In the next few years, through his cousin the painter Kay Sage, he came into contact with a number of Surrealist artists who had fled their native Europe because of World War II. Hare became closely involved with the émigré Surrealist movement and collaborated closely with them on projects such as the Surrealist journal VVV, which he cofounded and edited from 1941 to 1944 with André Breton, Max Ernst, and Marcel Duchamp. David and Susanna divorced in 1945 and Breton’s wife Jacqueline Lamba left Andre for Hare. Breton wrote a book of poems titled How To Protect Young Cherry Trees From Hares that was illustrated by Arshile Gorky, in lamentation.

Hare began to experiment with Surrealist sculpture, which soon became his primary focus, and exhibited his work as solo shows in a number of prestigious venues, including Peggy Guggenheim's The Art of This Century gallery.

In 1948, Hare, Barnett Newman, William Baziotes, Mark Rothko and Robert Motherwell founded the Subjects of the Artist School at 35 East 8th Street. Well attended lectures there were open to the public, with speakers such as Jean Arp, John Cage and Ad Reinhardt, but the art school failed financially and closed in the spring of 1949. Hare continued to be closely associated with influential artists and thinkers throughout the late 1940s and 1950s, counting Jean-Paul Sartre, Balthus, Alberto Giacometti, and Pablo Picasso among his friends and acquaintances. He belonged to the early generation of New York School Abstract Expressionist artists whose artistic innovation by the 1950s had been recognized across the Atlantic, including Paris. He participated from 1954 to 1957 in the invitational New York Painting and Sculpture Annuals. These Annuals were important because the participants were chosen by the artists themselves.

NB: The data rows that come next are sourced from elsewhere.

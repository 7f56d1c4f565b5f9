//! Calendar event types and their wire representations.
//!
//! The stores speak camelCase JSON with ISO-8601 UTC timestamps. Some
//! backends assign Mongo-style `_id` identifiers, so deserialization
//! accepts `_id` as an alias for `id`.

use chrono::{DateTime, SecondsFormat, Utc};
use serde::{Deserialize, Serialize};

/// A persisted calendar event, as returned by the events store.
#[derive(Debug, Clone, PartialEq, Serialize, Deserialize)]
#[serde(rename_all = "camelCase")]
pub struct Event {
    #[serde(alias = "_id")]
    pub id: String,
    pub title: String,
    #[serde(default)]
    pub description: String,
    #[serde(with = "wire_time")]
    pub start: DateTime<Utc>,
    #[serde(with = "wire_time")]
    pub end: DateTime<Utc>,
    #[serde(default)]
    pub all_day: bool,
}

/// An outgoing create/update payload.
///
/// Every field is optional and absent fields are omitted from the JSON
/// entirely (never sent as `null`), so a partial update only touches the
/// fields the draft actually defines. Timestamps are typed instants here;
/// they are re-serialized to the UTC wire format on send no matter where
/// the draft came from.
#[derive(Debug, Clone, Default, PartialEq, Serialize)]
#[serde(rename_all = "camelCase")]
pub struct EventDraft {
    #[serde(skip_serializing_if = "Option::is_none")]
    pub title: Option<String>,
    #[serde(skip_serializing_if = "Option::is_none")]
    pub description: Option<String>,
    #[serde(with = "wire_time_opt", skip_serializing_if = "Option::is_none")]
    pub start: Option<DateTime<Utc>>,
    #[serde(with = "wire_time_opt", skip_serializing_if = "Option::is_none")]
    pub end: Option<DateTime<Utc>>,
    #[serde(skip_serializing_if = "Option::is_none")]
    pub all_day: Option<bool>,
}

/// Serde adapter for the wire timestamp format.
///
/// Serialization always emits millisecond precision with a `Z` suffix
/// (`2024-03-01T09:00:00.000Z`); deserialization accepts any RFC 3339
/// offset and normalizes to UTC.
pub mod wire_time {
    use super::*;
    use serde::{Deserializer, Serializer, de};

    pub fn serialize<S>(instant: &DateTime<Utc>, serializer: S) -> Result<S::Ok, S::Error>
    where
        S: Serializer,
    {
        serializer.serialize_str(&instant.to_rfc3339_opts(SecondsFormat::Millis, true))
    }

    pub fn deserialize<'de, D>(deserializer: D) -> Result<DateTime<Utc>, D::Error>
    where
        D: Deserializer<'de>,
    {
        let raw = String::deserialize(deserializer)?;
        DateTime::parse_from_rfc3339(&raw)
            .map(|dt| dt.with_timezone(&Utc))
            .map_err(|_| de::Error::custom(format!("invalid timestamp: {raw:?}")))
    }
}

/// `Option` variant of [`wire_time`], for draft fields.
pub mod wire_time_opt {
    use super::*;
    use serde::{Deserializer, Serializer};

    pub fn serialize<S>(instant: &Option<DateTime<Utc>>, serializer: S) -> Result<S::Ok, S::Error>
    where
        S: Serializer,
    {
        match instant {
            Some(instant) => wire_time::serialize(instant, serializer),
            None => serializer.serialize_none(),
        }
    }

    pub fn deserialize<'de, D>(deserializer: D) -> Result<Option<DateTime<Utc>>, D::Error>
    where
        D: Deserializer<'de>,
    {
        wire_time::deserialize(deserializer).map(Some)
    }
}
#[cfg(test)]
mod tests {
    use super::*;
    use std::sync::Mutex;

    use chrono::TimeZone as _;
    use chrono_tz::Europe::Berlin;
    use chrono_tz::Tz;
    use serde_json::json;

    use dayboard_core::{EventDraft, ResponseBody};

    /// A recorded call to the mock store.
    #[derive(Debug, Clone, PartialEq)]
    enum Call {
        List,
        Create(serde_json::Value),
        Update(String, serde_json::Value),
        Delete(String),
    }

    /// In-memory events store that records calls and can be configured to
    /// fail mutations.
    #[derive(Default)]
    struct MockEventStore {
        events: Mutex<Vec<Event>>,
        calls: Mutex<Vec<Call>>,
        fail_mutations: bool,
        fail_list: bool,
    }

    impl MockEventStore {
        fn with_events(events: Vec<Event>) -> Self {
            MockEventStore {
                events: Mutex::new(events),
                ..Default::default()
            }
        }

        fn failing() -> Self {
            MockEventStore {
                fail_mutations: true,
                ..Default::default()
            }
        }

        fn calls(&self) -> Vec<Call> {
            self.calls.lock().unwrap().clone()
        }

        fn server_error() -> ApiError {
            ApiError::Server {
                status: 500,
                body: ResponseBody::from_text(r#"{"error":"boom"}"#),
            }
        }
    }

    impl EventStore for MockEventStore {
        async fn list_events(&self) -> ApiResult<Vec<Event>> {
            self.calls.lock().unwrap().push(Call::List);
            if self.fail_list {
                return Err(Self::server_error());
            }
            Ok(self.events.lock().unwrap().clone())
        }

        async fn create_event(&self, draft: &EventDraft) -> ApiResult<Event> {
            self.calls
                .lock()
                .unwrap()
                .push(Call::Create(serde_json::to_value(draft).unwrap()));
            if self.fail_mutations {
                return Err(Self::server_error());
            }
            let event = Event {
                id: "assigned-1".to_string(),
                title: draft.title.clone().unwrap_or_default(),
                description: draft.description.clone().unwrap_or_default(),
                start: draft.start.unwrap(),
                end: draft.end.unwrap(),
                all_day: draft.all_day.unwrap_or(false),
            };
            self.events.lock().unwrap().push(event.clone());
            Ok(event)
        }

        async fn update_event(&self, id: &str, draft: &EventDraft) -> ApiResult<Event> {
            self.calls.lock().unwrap().push(Call::Update(
                id.to_string(),
                serde_json::to_value(draft).unwrap(),
            ));
            if self.fail_mutations {
                return Err(Self::server_error());
            }
            let mut events = self.events.lock().unwrap();
            let event = events
                .iter_mut()
                .find(|e| e.id == id)
                .expect("unknown event id");
            if let Some(title) = &draft.title {
                event.title = title.clone();
            }
            if let Some(description) = &draft.description {
                event.description = description.clone();
            }
            if let Some(start) = draft.start {
                event.start = start;
            }
            if let Some(end) = draft.end {
                event.end = end;
            }
            if let Some(all_day) = draft.all_day {
                event.all_day = all_day;
            }
            Ok(event.clone())
        }

        async fn delete_event(&self, id: &str) -> ApiResult<ResponseBody> {
            self.calls.lock().unwrap().push(Call::Delete(id.to_string()));
            if self.fail_mutations {
                return Err(Self::server_error());
            }
            self.events.lock().unwrap().retain(|e| e.id != id);
            Ok(ResponseBody::Empty)
        }
    }

    fn now() -> DateTime<Utc> {
        Utc.with_ymd_and_hms(2024, 3, 1, 12, 0, 0).unwrap()
    }

    fn persisted_event() -> Event {
        Event {
            id: "ev-1".to_string(),
            title: "Review".to_string(),
            description: String::new(),
            start: Utc.with_ymd_and_hms(2024, 3, 1, 10, 0, 0).unwrap(),
            end: Utc.with_ymd_and_hms(2024, 3, 1, 11, 0, 0).unwrap(),
            all_day: false,
        }
    }

    #[tokio::test]
    async fn create_sends_utc_adjusted_payload_and_reloads() {
        let store = MockEventStore::default();
        let mut controller = CalendarController::new(&store, Berlin);

        controller.open_new(None, now());
        let form = controller.form_mut().unwrap();
        form.title = "Standup".to_string();
        form.start = "2024-03-01T09:00".to_string();
        form.end = "2024-03-01T09:30".to_string();

        let outcome = controller.save().await.unwrap();
        assert!(matches!(outcome, SaveOutcome::Saved { reload_error: None }));

        // Berlin 09:00 is 08:00 UTC in March
        assert_eq!(
            store.calls(),
            vec![
                Call::Create(json!({
                    "title": "Standup",
                    "description": "",
                    "start": "2024-03-01T08:00:00.000Z",
                    "end": "2024-03-01T08:30:00.000Z",
                    "allDay": false,
                })),
                Call::List,
            ]
        );

        // Reload picked up the persisted entity with its assigned id
        assert_eq!(controller.events().len(), 1);
        assert!(!controller.events()[0].id.is_empty());
        assert!(controller.form().is_none());
    }

    #[tokio::test]
    async fn update_targets_the_existing_id() {
        let store = MockEventStore::with_events(vec![persisted_event()]);
        let mut controller = CalendarController::new(&store, Tz::UTC);
        controller.load().await.unwrap();

        let event = controller.events()[0].clone();
        controller.open_edit(event, now());
        controller.form_mut().unwrap().title = "Design review".to_string();

        controller.save().await.unwrap();

        let calls = store.calls();
        assert!(matches!(&calls[1], Call::Update(id, _) if id == "ev-1"));
        assert_eq!(controller.events()[0].title, "Design review");
    }

    #[tokio::test]
    async fn failed_save_leaves_form_open_and_collection_unchanged() {
        let store = MockEventStore::failing();
        let mut controller = CalendarController::new(&store, Tz::UTC);

        controller.open_new(None, now());
        let form = controller.form_mut().unwrap();
        form.title = "Standup".to_string();
        form.start = "2024-03-01T09:00".to_string();
        form.end = "2024-03-01T09:30".to_string();

        let err = controller.save().await.unwrap_err();
        assert!(matches!(err, ApiError::Server { status: 500, .. }));

        let form = controller.form().expect("form should stay open");
        assert_eq!(form.title, "Standup");
        assert!(!form.is_busy());
        assert!(controller.events().is_empty());
        // No reload was attempted after the failure
        assert_eq!(store.calls().len(), 1);
    }

    #[tokio::test]
    async fn validation_failure_issues_no_request() {
        let store = MockEventStore::default();
        let mut controller = CalendarController::new(&store, Tz::UTC);

        controller.open_new(None, now());
        let form = controller.form_mut().unwrap();
        form.title = "Standup".to_string();
        form.start = "not a timestamp".to_string();

        let err = controller.save().await.unwrap_err();
        assert!(matches!(err, ApiError::Validation(_)));
        assert!(store.calls().is_empty());
        assert!(!controller.form().unwrap().is_busy());
    }

    #[tokio::test]
    async fn delete_without_confirmation_makes_no_call() {
        let store = MockEventStore::with_events(vec![persisted_event()]);
        let mut controller = CalendarController::new(&store, Tz::UTC);
        controller.load().await.unwrap();

        let event = controller.events()[0].clone();
        controller.open_edit(event, now());

        let outcome = controller.delete(false).await.unwrap();
        assert!(matches!(outcome, DeleteOutcome::Cancelled));
        // Only the initial load hit the store
        assert_eq!(store.calls(), vec![Call::List]);
        assert_eq!(controller.events().len(), 1);
        assert!(controller.form().is_some());
    }

    #[tokio::test]
    async fn confirmed_delete_removes_and_reloads() {
        let store = MockEventStore::with_events(vec![persisted_event()]);
        let mut controller = CalendarController::new(&store, Tz::UTC);
        controller.load().await.unwrap();

        let event = controller.events()[0].clone();
        controller.open_edit(event, now());

        let outcome = controller.delete(true).await.unwrap();
        assert!(matches!(outcome, DeleteOutcome::Deleted { reload_error: None }));
        assert!(controller.events().is_empty());
        assert!(controller.form().is_none());
    }

    #[tokio::test]
    async fn save_still_counts_when_the_reload_fails() {
        let store = MockEventStore {
            fail_list: true,
            ..Default::default()
        };
        let mut controller = CalendarController::new(&store, Tz::UTC);

        controller.open_new(None, now());
        let form = controller.form_mut().unwrap();
        form.title = "Standup".to_string();
        form.start = "2024-03-01T09:00".to_string();
        form.end = "2024-03-01T09:30".to_string();

        let outcome = controller.save().await.unwrap();
        assert!(matches!(
            outcome,
            SaveOutcome::Saved {
                reload_error: Some(ApiError::Server { status: 500, .. })
            }
        ));
        // The save went through and the form closed; only the reload broke.
        assert!(controller.form().is_none());
        assert_eq!(
            store.calls().iter().filter(|c| **c == Call::List).count(),
            1
        );
    }

    #[tokio::test]
    async fn delete_still_counts_when_the_reload_fails() {
        let store = MockEventStore {
            events: Mutex::new(vec![persisted_event()]),
            fail_list: true,
            ..Default::default()
        };
        let mut controller = CalendarController::new(&store, Tz::UTC);
        controller.open_edit(persisted_event(), now());

        let outcome = controller.delete(true).await.unwrap();
        assert!(matches!(
            outcome,
            DeleteOutcome::Deleted {
                reload_error: Some(_)
            }
        ));
        assert!(controller.form().is_none());
        assert!(store.events.lock().unwrap().is_empty());
    }

    #[tokio::test]
    async fn second_save_while_busy_is_refused() {
        let store = MockEventStore::default();
        let mut controller = CalendarController::new(&store, Tz::UTC);
        controller.open_new(None, now());
        controller.form_mut().unwrap().try_begin();

        let outcome = controller.save().await.unwrap();
        assert!(matches!(outcome, SaveOutcome::Busy));
        assert!(store.calls().is_empty());
    }

    // --- Notes board ---

    #[derive(Default)]
    struct MockNoteStore {
        notes: Mutex<Vec<Note>>,
        calls: Mutex<Vec<Call>>,
        next_id: Mutex<i64>,
        fail_mutations: bool,
    }

    impl NoteStore for MockNoteStore {
        async fn list_notes(&self) -> ApiResult<Vec<Note>> {
            self.calls.lock().unwrap().push(Call::List);
            Ok(self.notes.lock().unwrap().clone())
        }

        async fn create_note(&self, draft: &NoteDraft) -> ApiResult<Note> {
            self.calls
                .lock()
                .unwrap()
                .push(Call::Create(serde_json::to_value(draft).unwrap()));
            if self.fail_mutations {
                return Err(MockEventStore::server_error());
            }
            let mut next_id = self.next_id.lock().unwrap();
            *next_id += 1;
            let note = Note {
                id: *next_id,
                text: draft.text.clone(),
            };
            self.notes.lock().unwrap().push(note.clone());
            Ok(note)
        }

        async fn update_note(&self, id: i64, draft: &NoteDraft) -> ApiResult<Note> {
            self.calls.lock().unwrap().push(Call::Update(
                id.to_string(),
                serde_json::to_value(draft).unwrap(),
            ));
            let mut notes = self.notes.lock().unwrap();
            let note = notes.iter_mut().find(|n| n.id == id).expect("unknown id");
            note.text = draft.text.clone();
            Ok(note.clone())
        }

        async fn delete_note(&self, id: i64) -> ApiResult<ResponseBody> {
            self.calls.lock().unwrap().push(Call::Delete(id.to_string()));
            self.notes.lock().unwrap().retain(|n| n.id != id);
            Ok(ResponseBody::Empty)
        }
    }

    #[tokio::test]
    async fn board_lists_newest_note_first() {
        let store = MockNoteStore::default();
        let mut board = NotesBoard::new(&store);

        board.add("first").await.unwrap();
        board.add("second").await.unwrap();

        let texts: Vec<&str> = board.notes().iter().map(|n| n.text.as_str()).collect();
        assert_eq!(texts, vec!["second", "first"]);
    }

    #[tokio::test]
    async fn board_reloads_after_every_mutation() {
        let store = MockNoteStore::default();
        let mut board = NotesBoard::new(&store);

        let note = board.add("todo").await.unwrap();
        board.edit(note.id, "done").await.unwrap();
        board.remove(note.id, true).await.unwrap();

        let reloads = store
            .calls
            .lock()
            .unwrap()
            .iter()
            .filter(|c| **c == Call::List)
            .count();
        assert_eq!(reloads, 3);
        assert!(board.notes().is_empty());
    }

    #[tokio::test]
    async fn board_rejects_blank_note() {
        let store = MockNoteStore::default();
        let mut board = NotesBoard::new(&store);
        let err = board.add("   ").await.unwrap_err();
        assert!(matches!(err, ApiError::Validation(_)));
        assert!(store.calls.lock().unwrap().is_empty());
    }

    #[tokio::test]
    async fn unconfirmed_note_removal_makes_no_call() {
        let store = MockNoteStore::default();
        let mut board = NotesBoard::new(&store);
        let outcome = board.remove(1, false).await.unwrap();
        assert!(matches!(outcome, DeleteOutcome::Cancelled));
        assert!(store.calls.lock().unwrap().is_empty());
    }

    #[tokio::test]
    async fn failed_board_mutation_leaves_notes_unchanged() {
        let store = MockNoteStore {
            fail_mutations: true,
            ..Default::default()
        };
        let mut board = NotesBoard::new(&store);
        let err = board.add("todo").await.unwrap_err();
        assert!(matches!(err, ApiError::Server { .. }));
        assert!(board.notes().is_empty());
    }
}
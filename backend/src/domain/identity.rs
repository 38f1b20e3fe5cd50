//! Identity primitives: verified identities, email addresses, credentials.
//!
//! Inbound payload parsing stays outside the domain; these types expose
//! validating constructors so a handler has a proven-good value before it
//! talks to a port or service.

use std::fmt;

use serde::{Deserialize, Serialize};
use zeroize::Zeroizing;

use super::UserId;

/// Longest acceptable email address, per the usual mailbox length cap.
const MAX_EMAIL_LEN: usize = 254;

/// Bounds on raw password length accepted at registration.
const MIN_PASSWORD_LEN: usize = 8;
const MAX_PASSWORD_LEN: usize = 128;

/// Validation errors returned when constructing an [`EmailAddress`].
#[derive(Debug, Clone, PartialEq, Eq)]
pub enum EmailValidationError {
    /// Address was empty once trimmed.
    Empty,
    /// Address does not have the `local@domain` shape.
    MalformedAddress,
    /// Address exceeds the length cap.
    TooLong { max: usize },
}

impl fmt::Display for EmailValidationError {
    fn fmt(&self, f: &mut fmt::Formatter<'_>) -> fmt::Result {
        match self {
            Self::Empty => write!(f, "email must not be empty"),
            Self::MalformedAddress => write!(f, "email must look like local@domain"),
            Self::TooLong { max } => write!(f, "email must be at most {max} characters"),
        }
    }
}

impl std::error::Error for EmailValidationError {}

/// Case-insensitive email address, stored lowercased.
///
/// ## Invariants
/// - Trimmed, non-empty, at most 254 characters.
/// - Contains exactly one `@` with non-empty local part and a domain
///   containing a dot.
/// - Always lowercase, so equality is the case-insensitive uniqueness rule.
///
/// # Examples
/// ```
/// use backend::domain::EmailAddress;
///
/// let email = EmailAddress::parse("  Ada@Example.ORG ").unwrap();
/// assert_eq!(email.as_str(), "ada@example.org");
/// ```
#[derive(Debug, Clone, PartialEq, Eq, Hash, Serialize, Deserialize)]
#[serde(try_from = "String", into = "String")]
pub struct EmailAddress(String);

impl EmailAddress {
    /// Validate and normalise a raw email address.
    pub fn parse(raw: &str) -> Result<Self, EmailValidationError> {
        let trimmed = raw.trim();
        if trimmed.is_empty() {
            return Err(EmailValidationError::Empty);
        }
        if trimmed.len() > MAX_EMAIL_LEN {
            return Err(EmailValidationError::TooLong { max: MAX_EMAIL_LEN });
        }
        let Some((local, domain)) = trimmed.split_once('@') else {
            return Err(EmailValidationError::MalformedAddress);
        };
        if local.is_empty() || domain.len() < 3 || !domain.contains('.') || domain.contains('@') {
            return Err(EmailValidationError::MalformedAddress);
        }
        Ok(Self(trimmed.to_lowercase()))
    }

    /// Borrow the normalised address.
    pub fn as_str(&self) -> &str {
        self.0.as_str()
    }
}

impl fmt::Display for EmailAddress {
    fn fmt(&self, f: &mut fmt::Formatter<'_>) -> fmt::Result {
        f.write_str(self.as_str())
    }
}

impl AsRef<str> for EmailAddress {
    fn as_ref(&self) -> &str {
        self.as_str()
    }
}

impl TryFrom<String> for EmailAddress {
    type Error = EmailValidationError;

    fn try_from(value: String) -> Result<Self, Self::Error> {
        Self::parse(&value)
    }
}

impl From<EmailAddress> for String {
    fn from(value: EmailAddress) -> Self {
        value.0
    }
}

/// Verified `(user id, email)` pair produced by the credential service.
///
/// Every guarded operation receives one of these; the domain never sees raw
/// bearer tokens.
#[derive(Debug, Clone, PartialEq, Eq)]
pub struct Identity {
    /// Authenticated user's identifier.
    pub user_id: UserId,
    /// Authenticated user's email address.
    pub email: EmailAddress,
}

/// Validation errors returned when constructing [`Credentials`].
#[derive(Debug, Clone, PartialEq, Eq)]
pub enum CredentialValidationError {
    /// Email failed validation.
    Email(EmailValidationError),
    /// Password is shorter than the minimum.
    PasswordTooShort { min: usize },
    /// Password exceeds the maximum.
    PasswordTooLong { max: usize },
}

impl fmt::Display for CredentialValidationError {
    fn fmt(&self, f: &mut fmt::Formatter<'_>) -> fmt::Result {
        match self {
            Self::Email(inner) => inner.fmt(f),
            Self::PasswordTooShort { min } => {
                write!(f, "password must be at least {min} characters")
            }
            Self::PasswordTooLong { max } => {
                write!(f, "password must be at most {max} characters")
            }
        }
    }
}

impl std::error::Error for CredentialValidationError {}

impl CredentialValidationError {
    /// Name of the input field this error applies to.
    pub fn field(&self) -> &'static str {
        match self {
            Self::Email(_) => "email",
            Self::PasswordTooShort { .. } | Self::PasswordTooLong { .. } => "password",
        }
    }
}

/// Validated registration/login credentials.
///
/// ## Invariants
/// - `email` is a valid [`EmailAddress`].
/// - `password` is 8..=128 bytes and retains caller-provided whitespace to
///   avoid surprising credential comparisons. The buffer is zeroised on drop.
#[derive(Debug, Clone)]
pub struct Credentials {
    email: EmailAddress,
    password: Zeroizing<String>,
}

impl Credentials {
    /// Construct credentials from raw email/password input.
    pub fn try_from_parts(email: &str, password: &str) -> Result<Self, CredentialValidationError> {
        let email = EmailAddress::parse(email).map_err(CredentialValidationError::Email)?;
        if password.len() < MIN_PASSWORD_LEN {
            return Err(CredentialValidationError::PasswordTooShort {
                min: MIN_PASSWORD_LEN,
            });
        }
        if password.len() > MAX_PASSWORD_LEN {
            return Err(CredentialValidationError::PasswordTooLong {
                max: MAX_PASSWORD_LEN,
            });
        }
        Ok(Self {
            email,
            password: Zeroizing::new(password.to_owned()),
        })
    }

    /// Normalised email used for account lookups.
    pub fn email(&self) -> &EmailAddress {
        &self.email
    }

    /// Password exactly as the caller supplied it.
    pub fn password(&self) -> &str {
        self.password.as_str()
    }
}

During the 1960s and 1970s Hare held teaching positions at several different schools, including the Philadelphia College of Art. During this period, he began work on his Cronus series of sculpture, paintings, and drawings, which became the subject of a solo show at New York's Guggenheim Museum in 1977. Marcel Duchamp was Hare’s best man at David’s third marriage, to photographer Denise Browne.

== Death and legacy ==
He died on December 21, 1992, in Jackson, Wyoming, after an emergency operation for an aortic aneurysm.

He was included in many Surrealist retrospectives, primarily represented by his sculpture and painting.